In contrast, lymph simply has to move around based on how much you move around – it uses the contractions and stretching of your regular skeletal muscles. The only way you can ensure proper lymph circulation is with exercise or massage.

And no other exercise moves lymph around in so many good directions as Yoga.

Inversions: Going Upside Down

Increased blood flow and circulation aren’t the only benefits of hanging around bottom-over-top.

Yoga poses ranging from Adho Mukha Svanasana (Downward-Facing Dog), Viparita Karani (Inverted Lake) to Shoulder stands, Handstands and Headstands all help to shift fluids around your body in ways that you would not ordinarily be able to achieve in daily life (not to mention provide another reason to show up with an empty stomach…).

Let’s Twist Again

Imagine wringing a wet cloth by twisting it in the center. What happens to the liquid?
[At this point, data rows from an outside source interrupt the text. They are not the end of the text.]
//! Sequential chunked upload of one payload into one directory.

use std::ops::Range;

use remote_fs_host::{
    EntryId, ErrorKind, RemoteFsError, RemoteFsService, UploadSource, DEFAULT_UPLOAD_CHUNK_SIZE,
};
use serde::{Deserialize, Serialize};
use thiserror::Error;

#[derive(Debug, Clone, PartialEq, Eq, Serialize, Deserialize)]
/// Progress snapshot of an upload. Never persisted; a failed upload restarts from chunk 0.
pub struct UploadTask {
    /// Name the file is stored under.
    pub file_name: String,
    /// Directory receiving the chunks.
    pub target_directory: EntryId,
    /// Payload size in bytes.
    pub total_size: u64,
    /// Upper bound of a chunk in bytes.
    pub chunk_size: u64,
    /// Chunks acknowledged by the server.
    pub chunks_sent: u64,
    /// Index of the chunk that stopped the upload.
    pub failed_at_chunk: Option<u64>,
}

impl UploadTask {
    /// Number of chunks the payload splits into. A zero-byte payload still takes one (empty)
    /// chunk so the file gets created.
    pub fn total_chunks(&self) -> u64 {
        self.total_size.div_ceil(self.chunk_size).max(1)
    }

    /// Byte range of chunk `index`.
    pub fn chunk_range(&self, index: u64) -> Range<u64> {
        let start = index.saturating_mul(self.chunk_size).min(self.total_size);
        let end = start.saturating_add(self.chunk_size).min(self.total_size);
        start..end
    }

    /// Bytes acknowledged so far.
    pub fn bytes_sent(&self) -> u64 {
        self.chunks_sent
            .saturating_mul(self.chunk_size)
            .min(self.total_size)
    }

    /// Returns `true` once every chunk was acknowledged.
    pub fn is_complete(&self) -> bool {
        self.failed_at_chunk.is_none() && self.chunks_sent == self.total_chunks()
    }
}

#[derive(Debug, Error, Clone, PartialEq, Eq)]
/// Cause of a stopped upload.
pub enum UploadFailureReason {
    /// The local payload could not be read.
    #[error("payload read failed: {0}")]
    Source(String),
    /// The server rejected the chunk or could not be reached.
    #[error(transparent)]
    Remote(#[from] RemoteFsError),
}

#[derive(Debug, Error, Clone, PartialEq, Eq)]
#[error("upload failed at chunk {at_chunk}: {reason}")]
/// Upload stopped at `at_chunk`. Chunks before it stay applied on the server.
pub struct UploadError {
    /// Index of the failed chunk.
    pub at_chunk: u64,
    /// What went wrong.
    pub reason: UploadFailureReason,
}

impl UploadError {
    /// Remote error kind, when the server side failed.
    pub fn remote_kind(&self) -> Option<ErrorKind> {
        match &self.reason {
            UploadFailureReason::Remote(err) => Some(err.kind()),
            UploadFailureReason::Source(_) => None,
        }
    }
}

/// Drives one upload: reads chunk `i`, sends it, awaits the acknowledgement, then moves on.
///
/// The first failure ends the session; there is no retry, skip, or cancellation.
pub struct ChunkedUploadSession<'a> {
    service: &'a dyn RemoteFsService,
    source: &'a dyn UploadSource,
    task: UploadTask,
}

impl<'a> ChunkedUploadSession<'a> {
    /// Prepares an upload of `source` into `target_directory`. A zero `chunk_size` falls back to
    /// [`DEFAULT_UPLOAD_CHUNK_SIZE`].
    pub fn new(
        service: &'a dyn RemoteFsService,
        source: &'a dyn UploadSource,
        target_directory: EntryId,
        chunk_size: u64,
    ) -> Self {
        let chunk_size = if chunk_size == 0 {
            DEFAULT_UPLOAD_CHUNK_SIZE
        } else {
            chunk_size
        };
        Self {
            service,
            source,
            task: UploadTask {
                file_name: source.file_name().to_string(),
                target_directory,
                total_size: source.len(),
                chunk_size,
                chunks_sent: 0,
                failed_at_chunk: None,
            },
        }
    }

    /// Current progress.
    pub fn task(&self) -> &UploadTask {
        &self.task
    }

    /// Sends every chunk in order, reporting the task to `on_progress` after each acknowledged
    /// chunk and once more on failure.
    ///
    /// # Errors
    ///
    /// Returns [`UploadError`] for the first chunk that could not be read or was rejected.
    pub async fn run(
        mut self,
        mut on_progress: impl FnMut(&UploadTask),
    ) -> Result<UploadTask, UploadError> {
        for index in 0..self.task.total_chunks() {
            if let Err(reason) = self.send_chunk(index).await {
                self.task.failed_at_chunk = Some(index);
                on_progress(&self.task);
                return Err(UploadError {
                    at_chunk: index,
                    reason,
                });
            }
            self.task.chunks_sent = index + 1;
            on_progress(&self.task);
        }
        Ok(self.task)
    }

    async fn send_chunk(&self, index: u64) -> Result<(), UploadFailureReason> {
        let bytes = self
            .source
            .read_range(self.task.chunk_range(index))
            .await
            .map_err(UploadFailureReason::Source)?;
        self.service
            .upload_chunk(&self.task.target_directory, &self.task.file_name, &bytes)
            .await?;
        Ok(())
    }
}
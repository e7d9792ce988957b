//! The upgrade catalog: registration, lookup, and the purchase protocol.
//!
//! The [`UpgradeCatalog`] owns every [`Upgrade`] record for one game
//! session. Callers receive snapshots or shared references, never owned
//! mutable access -- all state transitions flow through [`purchase`] and
//! [`unlock`], which keep the one-directional locked-to-unlocked invariant.
//!
//! The catalog is generic over its currency source so tests can inject a
//! double in place of the real wallet.
//!
//! [`purchase`]: UpgradeCatalog::purchase
//! [`unlock`]: UpgradeCatalog::unlock

use hangar_types::{Upgrade, UpgradeId};
use hangar_wallet::{CurrencyService, Wallet};

use crate::ShopError;
use crate::config::ShopConfig;

// ---------------------------------------------------------------------------
// UpgradeCatalog
// ---------------------------------------------------------------------------

/// The ordered collection of upgrades for one game session.
///
/// Upgrades keep their insertion order and names are unique. The currency
/// source is injected at construction; [`purchase`] is the only path that
/// deducts credits for an upgrade.
///
/// [`purchase`]: UpgradeCatalog::purchase
#[derive(Debug)]
pub struct UpgradeCatalog<C> {
    /// The injected currency source consulted and charged by purchases.
    wallet: C,
    /// All upgrades, in registration order. Names are unique.
    upgrades: Vec<Upgrade>,
}

impl<C: CurrencyService> UpgradeCatalog<C> {
    /// Create an empty catalog backed by the given currency source.
    pub const fn new(wallet: C) -> Self {
        Self {
            wallet,
            upgrades: Vec::new(),
        }
    }

    /// Return the number of upgrades in the catalog.
    pub const fn len(&self) -> usize {
        self.upgrades.len()
    }

    /// Return whether the catalog has no upgrades.
    pub const fn is_empty(&self) -> bool {
        self.upgrades.is_empty()
    }

    /// Return a shared reference to the injected currency source.
    pub const fn wallet(&self) -> &C {
        &self.wallet
    }

    /// Return a mutable reference to the injected currency source.
    ///
    /// The orchestrator uses this to grant session rewards through the same
    /// instance the purchases draw from.
    pub fn wallet_mut(&mut self) -> &mut C {
        &mut self.wallet
    }

    /// Register a new locked upgrade at the end of the catalog.
    ///
    /// # Errors
    ///
    /// Returns [`ShopError::DuplicateName`] if an upgrade with this name is
    /// already registered. The catalog is unchanged on failure.
    pub fn register(
        &mut self,
        name: impl Into<String>,
        cost: u64,
    ) -> Result<UpgradeId, ShopError> {
        let name = name.into();
        if self.upgrades.iter().any(|u| u.name == name) {
            return Err(ShopError::DuplicateName(name));
        }

        let upgrade = Upgrade::new(name, cost);
        let id = upgrade.id;
        self.upgrades.push(upgrade);
        Ok(id)
    }

    /// Return a snapshot of every upgrade, in registration order.
    ///
    /// Copy-out semantics: mutating the returned records does not affect
    /// catalog state.
    pub fn all_upgrades(&self) -> Vec<Upgrade> {
        self.upgrades.clone()
    }

    /// Look up an upgrade by name. Case-sensitive exact match.
    pub fn upgrade_by_name(&self, name: &str) -> Option<&Upgrade> {
        self.upgrades.iter().find(|u| u.name == name)
    }

    /// Purchase the named upgrade: validate, spend, unlock.
    ///
    /// Runs the purchase protocol in order and fails without any mutation
    /// at the first unsatisfied step. The spend happens before the unlock,
    /// so a refused deduction can never leave an unlocked-but-unpaid
    /// upgrade behind.
    ///
    /// # Errors
    ///
    /// Returns [`ShopError::UnknownUpgrade`] if no upgrade has this name,
    /// [`ShopError::AlreadyUnlocked`] on repeat purchase, or
    /// [`ShopError::InsufficientCredits`] if the currency source cannot
    /// cover the cost.
    pub fn purchase(&mut self, name: &str) -> Result<&Upgrade, ShopError> {
        let position = self
            .upgrades
            .iter()
            .position(|u| u.name == name)
            .ok_or_else(|| ShopError::UnknownUpgrade(String::from(name)))?;

        let Some(found) = self.upgrades.get(position) else {
            return Err(ShopError::Internal("resolved upgrade position out of range"));
        };
        let cost = found.cost;

        if found.unlocked {
            return Err(ShopError::AlreadyUnlocked(String::from(name)));
        }

        if !self.wallet.can_afford(cost) {
            return Err(ShopError::InsufficientCredits {
                upgrade: String::from(name),
                cost,
                available: self.wallet.credits(),
            });
        }

        // Spend, then unlock. The spend re-validates the balance itself; if
        // it refuses here the upgrade must stay locked.
        if !self.wallet.spend_credits(cost) {
            return Err(ShopError::InsufficientCredits {
                upgrade: String::from(name),
                cost,
                available: self.wallet.credits(),
            });
        }

        let Some(upgrade) = self.upgrades.get_mut(position) else {
            return Err(ShopError::Internal("resolved upgrade position out of range"));
        };
        upgrade.unlocked = true;
        tracing::debug!(name, cost, "upgrade purchased");
        Ok(&*upgrade)
    }

    /// Force-unlock the named upgrade with no currency interaction.
    ///
    /// The reward/administrative path. Idempotent: unlocking an already
    /// unlocked upgrade succeeds and changes nothing.
    ///
    /// # Errors
    ///
    /// Returns [`ShopError::UnknownUpgrade`] if no upgrade has this name.
    pub fn unlock(&mut self, name: &str) -> Result<&Upgrade, ShopError> {
        let upgrade = self
            .upgrades
            .iter_mut()
            .find(|u| u.name == name)
            .ok_or_else(|| ShopError::UnknownUpgrade(String::from(name)))?;

        upgrade.unlocked = true;
        Ok(&*upgrade)
    }
}

impl UpgradeCatalog<Wallet> {
    /// Build a catalog and wallet from a session configuration.
    ///
    /// The wallet starts at `starting_credits` and one locked upgrade is
    /// registered per configured definition, in declaration order.
    ///
    /// # Errors
    ///
    /// Returns [`ShopError::DuplicateName`] if the configuration declares
    /// two upgrades with the same name.
    pub fn from_config(config: &ShopConfig) -> Result<Self, ShopError> {
        let mut catalog = Self::new(Wallet::new(config.session.starting_credits));
        for def in &config.upgrades {
            catalog.register(def.name.clone(), def.cost)?;
        }
        Ok(catalog)
    }
}
//! Enumeration types for the Hangar upgrade shop.

use serde::{Deserialize, Serialize};

// ---------------------------------------------------------------------------
// Credit entry kind
// ---------------------------------------------------------------------------

/// The direction of a wallet log entry.
///
/// Every balance mutation is recorded as exactly one entry of one of these
/// kinds. There is no entry kind that leaves the balance unchanged.
#[derive(Debug, Clone, Copy, PartialEq, Eq, PartialOrd, Ord, Hash, Serialize, Deserialize)]
pub enum CreditEntryKind {
    /// Credits added to the balance (reward, refund, session seed).
    Grant,
    /// Credits deducted from the balance (purchase).
    Spend,
}
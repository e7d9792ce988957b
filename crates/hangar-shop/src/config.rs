//! Configuration loading and typed config structures for the shop.
//!
//! The canonical configuration lives in `hangar.yaml` at the project root.
//! This module defines strongly-typed structs that mirror the YAML
//! structure and provides a loader that reads the file. Every field has a
//! default, so partial files are valid.

use std::path::Path;

use serde::Deserialize;

/// Errors that can occur when loading configuration.
#[derive(Debug, thiserror::Error)]
pub enum ConfigError {
    /// Failed to read the configuration file from disk.
    #[error("failed to read config file: {source}")]
    Io {
        /// The underlying I/O error.
        #[from]
        source: std::io::Error,
    },

    /// Failed to parse YAML content.
    #[error("failed to parse config YAML: {source}")]
    Yaml {
        /// The underlying YAML parse error.
        source: serde_yml::Error,
    },
}

impl From<serde_yml::Error> for ConfigError {
    fn from(source: serde_yml::Error) -> Self {
        Self::Yaml { source }
    }
}

/// Top-level shop configuration.
///
/// Mirrors the structure of `hangar.yaml`.
#[derive(Debug, Clone, Default, PartialEq, Eq, Deserialize)]
pub struct ShopConfig {
    /// Session-level settings (name, starting balance).
    #[serde(default)]
    pub session: SessionConfig,

    /// The upgrades available this session, in declaration order.
    #[serde(default)]
    pub upgrades: Vec<UpgradeDef>,
}

impl ShopConfig {
    /// Load configuration from a YAML file at the given path.
    ///
    /// # Errors
    ///
    /// Returns [`ConfigError::Io`] if the file cannot be read, or
    /// [`ConfigError::Yaml`] if the content is not valid YAML.
    pub fn from_file(path: &Path) -> Result<Self, ConfigError> {
        let contents = std::fs::read_to_string(path)?;
        Ok(serde_yml::from_str(&contents)?)
    }

    /// Parse configuration from a YAML string.
    ///
    /// # Errors
    ///
    /// Returns [`ConfigError::Yaml`] if the string is not valid YAML.
    pub fn parse(yaml: &str) -> Result<Self, ConfigError> {
        Ok(serde_yml::from_str(yaml)?)
    }
}

/// Session-level configuration.
#[derive(Debug, Clone, PartialEq, Eq, Deserialize)]
pub struct SessionConfig {
    /// Human-readable session name.
    #[serde(default = "default_session_name")]
    pub name: String,

    /// Credits the wallet starts with.
    #[serde(default = "default_starting_credits")]
    pub starting_credits: u64,
}

impl Default for SessionConfig {
    fn default() -> Self {
        Self {
            name: default_session_name(),
            starting_credits: default_starting_credits(),
        }
    }
}

fn default_session_name() -> String {
    String::from("hangar")
}

const fn default_starting_credits() -> u64 {
    0
}

/// One upgrade definition seeded into the catalog at construction.
#[derive(Debug, Clone, PartialEq, Eq, Deserialize)]
pub struct UpgradeDef {
    /// Display name, unique within the session.
    pub name: String,

    /// Purchase price in credits.
    #[serde(default)]
    pub cost: u64,
}
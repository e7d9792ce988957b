//! The currency contract consumed by components that must not depend on
//! the concrete [`Wallet`].
//!
//! The shop's purchase protocol needs exactly four capabilities: query the
//! balance, check affordability, spend, and add. [`CurrencyService`]
//! captures that capability set so the catalog can be exercised against a
//! test double as easily as against a real wallet.
//!
//! Failure is communicated through boolean results -- a `false` from
//! [`spend_credits`] means the balance was not touched. Callers that need
//! typed errors or the entry log use the [`Wallet`] API directly.
//!
//! [`spend_credits`]: CurrencyService::spend_credits

use crate::Wallet;

/// The capability set a currency source must provide.
///
/// All operations are total: invalid requests yield `false` or a no-op,
/// never a panic. Implementations must guarantee that a failed spend
/// leaves the balance unchanged.
pub trait CurrencyService {
    /// Return the current balance.
    fn credits(&self) -> u64;

    /// Return whether the balance covers `cost`. Pure query.
    fn can_afford(&self, cost: u64) -> bool;

    /// Deduct `amount` from the balance.
    ///
    /// Returns `true` iff `amount` was affordable at call time. On `false`
    /// the balance is unchanged -- no partial deduction.
    fn spend_credits(&mut self, amount: u64) -> bool;

    /// Add `amount` to the balance.
    ///
    /// An addition that cannot be represented is a no-op, preserving the
    /// balance rather than wrapping.
    fn add_credits(&mut self, amount: u64);
}

impl CurrencyService for Wallet {
    fn credits(&self) -> u64 {
        Self::credits(self)
    }

    fn can_afford(&self, cost: u64) -> bool {
        Self::can_afford(self, cost)
    }

    fn spend_credits(&mut self, amount: u64) -> bool {
        self.spend(amount).is_ok()
    }

    fn add_credits(&mut self, amount: u64) {
        // Overflow is rejected by `grant`; the contract makes it a no-op.
        let _ = self.grant(amount);
    }
}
Some of it sloughs off completely (inside the body this would be detoxifying or cleansing), other portions of the liquid move to the ends of the cloth from the center.

Like inversions, twists offer your body new ways to remove toxins and flush important lymph around the entire torso.

Yoga as Long-Term Care

Most people take their lymphatic system for granted.

What press lymph does get appears when it causes an unpleasant side effect called lymphedema – a potentially disabling condition that can sometimes arise following a mastectomy.

In a Yoga Journal article about Yoga as complementary physical therapy for Lymphedema, Lisa Gilbourne, a seven-year cancer survivor and studio co-director of Bikram Yoga College of India in Florida remarks “Lymphedema is not something you can cure, you have to manage it. Doing yoga every day helps undo the effects of sitting and standing for long periods of time.”